§ Supplied material:

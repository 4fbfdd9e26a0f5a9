//! Secure credential storage for the PurLog SDK.
//!
//! This crate provides platform-specific secure storage implementations:
//! - **macOS**: Keychain Access via `security-framework`
//! - **Linux**: Secret Service (GNOME Keyring / KWallet) via `secret-service`
//! - **Windows**: Credential Vault via `windows` crate
//!
//! plus an in-memory backend and [`CredentialStore`], the typed view the rest
//! of the SDK uses.

mod credentials;
mod keys;
mod memory;
mod traits;

#[cfg(target_os = "macos")]
mod macos;

#[cfg(target_os = "linux")]
mod linux;

#[cfg(target_os = "windows")]
mod windows;

pub use credentials::CredentialStore;
pub use keys::StorageKeys;
pub use memory::MemoryStorage;
pub use traits::SecureStorage;

use std::sync::Arc;
use thiserror::Error;

/// Service name used for all platform storage operations.
pub const SERVICE_NAME: &str = "com.purlog.sdk";

/// Error type for storage operations.
#[derive(Error, Debug)]
pub enum StorageError {
    /// Key was never written (or has been deleted)
    #[error("Key not found: {0}")]
    NotFound(String),

    /// Platform-specific storage error
    #[error("Platform storage error: {0}")]
    Platform(String),

    /// Encoding/decoding error
    #[error("Encoding error: {0}")]
    Encoding(String),

    /// IO error
    #[error("IO error: {0}")]
    Io(#[from] std::io::Error),
}

impl StorageError {
    /// Whether this is the expected "nothing stored" outcome rather than a
    /// genuine failure.
    pub fn is_not_found(&self) -> bool {
        matches!(self, Self::NotFound(_))
    }
}

/// Result type for storage operations.
pub type StorageResult<T> = Result<T, StorageError>;

/// Run a blocking platform call off the async executor.
#[cfg(any(target_os = "macos", target_os = "linux", target_os = "windows"))]
pub(crate) async fn run_blocking<F, T>(f: F) -> StorageResult<T>
where
    F: FnOnce() -> StorageResult<T> + Send + 'static,
    T: Send + 'static,
{
    tokio::task::spawn_blocking(f)
        .await
        .map_err(|e| StorageError::Platform(format!("Storage task failed: {}", e)))?
}

/// Create the default platform-specific storage implementation.
pub fn create_storage() -> StorageResult<Arc<dyn SecureStorage>> {
    #[cfg(target_os = "macos")]
    {
        let storage = macos::KeychainStorage::new(SERVICE_NAME)?;
        Ok(Arc::new(storage))
    }

    #[cfg(target_os = "linux")]
    {
        let storage = linux::SecretServiceStorage::new(SERVICE_NAME)?;
        Ok(Arc::new(storage))
    }

    #[cfg(target_os = "windows")]
    {
        let storage = windows::CredentialStorage::new(SERVICE_NAME)?;
        Ok(Arc::new(storage))
    }

    #[cfg(not(any(target_os = "macos", target_os = "linux", target_os = "windows")))]
    {
        Err(StorageError::Platform(
            "No secure storage implementation available for this platform".to_string(),
        ))
    }
}

/// Create a [`CredentialStore`] over the default platform storage.
pub fn create_credential_store() -> StorageResult<CredentialStore> {
    Ok(CredentialStore::new(create_storage()?))
}

#[cfg(test)]
mod tests {
    use super::*;

    #[test]
    fn test_storage_keys_constants() {
        for key in StorageKeys::ALL {
            assert!(!key.is_empty());
        }

        let unique: std::collections::HashSet<_> = StorageKeys::ALL.iter().collect();
        assert_eq!(unique.len(), StorageKeys::ALL.len(), "Storage keys must be unique");
    }

    #[test]
    fn test_not_found_is_distinguishable() {
        assert!(StorageError::NotFound("k".into()).is_not_found());
        assert!(!StorageError::Platform("boom".into()).is_not_found());
        assert!(!StorageError::Encoding("bad utf-8".into()).is_not_found());
    }
}
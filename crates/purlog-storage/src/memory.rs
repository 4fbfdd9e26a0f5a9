//! In-process storage backend.

use crate::{SecureStorage, StorageError, StorageResult};
use async_trait::async_trait;
use std::collections::HashMap;
use std::sync::Mutex;

/// Non-persistent storage backed by a map.
///
/// Used by tests and by hosts that want the SDK to forget its credentials when
/// the process exits.
#[derive(Debug, Default)]
pub struct MemoryStorage {
    data: Mutex<HashMap<String, String>>,
}

impl MemoryStorage {
    /// Create an empty store.
    pub fn new() -> Self {
        Self::default()
    }

    /// Create a store pre-populated with the given entries.
    pub fn with_entries<I, K, V>(entries: I) -> Self
    where
        I: IntoIterator<Item = (K, V)>,
        K: Into<String>,
        V: Into<String>,
    {
        let data = entries
            .into_iter()
            .map(|(k, v)| (k.into(), v.into()))
            .collect();
        Self {
            data: Mutex::new(data),
        }
    }

    fn lock(&self) -> StorageResult<std::sync::MutexGuard<'_, HashMap<String, String>>> {
        self.data
            .lock()
            .map_err(|_| StorageError::Platform("memory storage lock poisoned".to_string()))
    }
}

#[async_trait]
impl SecureStorage for MemoryStorage {
    async fn set(&self, key: &str, value: &str) -> StorageResult<()> {
        self.lock()?.insert(key.to_string(), value.to_string());
        Ok(())
    }

    async fn get(&self, key: &str) -> StorageResult<String> {
        self.lock()?
            .get(key)
            .cloned()
            .ok_or_else(|| StorageError::NotFound(key.to_string()))
    }

    async fn delete(&self, key: &str) -> StorageResult<bool> {
        Ok(self.lock()?.remove(key).is_some())
    }
}
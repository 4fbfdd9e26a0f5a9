//! Local rendering of host log lines.

use crate::level::{Environment, LogLevel};
use crate::Metadata;

/// Tracing target under which [`TracingSink`] emits host log lines.
pub const SINK_TARGET: &str = "purlog";

/// Destination for log lines rendered on the device itself.
///
/// Called synchronously from the log path, so implementations must not block.
pub trait LocalSink: Send + Sync {
    fn render(&self, level: LogLevel, env: Environment, message: &str, metadata: &Metadata);
}

/// Renders log lines as `tracing` events under the `purlog` target.
///
/// `VERBOSE` maps to `TRACE` and `FATAL` to `ERROR` with `fatal = true`.
/// Non-empty metadata is attached as a JSON string field.
#[derive(Debug, Clone, Copy, Default)]
pub struct TracingSink;

impl LocalSink for TracingSink {
    fn render(&self, level: LogLevel, env: Environment, message: &str, metadata: &Metadata) {
        let metadata = if metadata.is_empty() {
            None
        } else {
            serde_json::to_string(metadata).ok()
        };
        let metadata = metadata.as_deref();
        let env = env.as_str();

        match level {
            LogLevel::Verbose => {
                tracing::trace!(target: SINK_TARGET, env, metadata, "{}", message)
            }
            LogLevel::Debug => {
                tracing::debug!(target: SINK_TARGET, env, metadata, "{}", message)
            }
            LogLevel::Info => tracing::info!(target: SINK_TARGET, env, metadata, "{}", message),
            LogLevel::Warn => tracing::warn!(target: SINK_TARGET, env, metadata, "{}", message),
            LogLevel::Error => {
                tracing::error!(target: SINK_TARGET, env, metadata, "{}", message)
            }
            LogLevel::Fatal => {
                tracing::error!(target: SINK_TARGET, env, metadata, fatal = true, "{}", message)
            }
        }
    }
}

#[cfg(test)]
mod tests {
    use super::*;
    use std::io::Write;
    use std::sync::{Arc, Mutex};

    #[derive(Clone, Default)]
    struct SharedBuf(Arc<Mutex<Vec<u8>>>);

    impl Write for SharedBuf {
        fn write(&mut self, buf: &[u8]) -> std::io::Result<usize> {
            self.0.lock().unwrap().extend_from_slice(buf);
            Ok(buf.len())
        }

        fn flush(&mut self) -> std::io::Result<()> {
            Ok(())
        }
    }

    impl SharedBuf {
        fn contents(&self) -> String {
            String::from_utf8(self.0.lock().unwrap().clone()).unwrap()
        }
    }

    fn capture(level: LogLevel, message: &str, metadata: &Metadata) -> String {
        let buf = SharedBuf::default();
        let writer = buf.clone();
        let subscriber = tracing_subscriber::fmt()
            .with_max_level(tracing::Level::TRACE)
            .with_ansi(false)
            .with_writer(move || writer.clone())
            .finish();

        tracing::subscriber::with_default(subscriber, || {
            TracingSink.render(level, Environment::Dev, message, metadata);
        });
        buf.contents()
    }

    #[test]
    fn test_renders_message_and_metadata() {
        let mut metadata = Metadata::new();
        metadata.insert("screen".into(), "checkout".into());

        let output = capture(LogLevel::Info, "payment started", &metadata);

        assert!(output.contains("INFO"));
        assert!(output.contains("purlog"));
        assert!(output.contains("payment started"));
        assert!(output.contains("checkout"));
    }

    #[test]
    fn test_verbose_maps_to_trace() {
        let output = capture(LogLevel::Verbose, "tick", &Metadata::new());
        assert!(output.contains("TRACE"));
        assert!(!output.contains("metadata"));
    }

    #[test]
    fn test_fatal_is_flagged() {
        let output = capture(LogLevel::Fatal, "crashed", &Metadata::new());
        assert!(output.contains("ERROR"));
        assert!(output.contains("fatal=true"));
    }
}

§ What you have to do: Copy, from the lines above, each one that holds "SharedBuf".

§ Answer box:
    struct SharedBuf(Arc<Mutex<Vec<u8>>>);
    impl Write for SharedBuf {
    impl SharedBuf {
        let buf = SharedBuf::default();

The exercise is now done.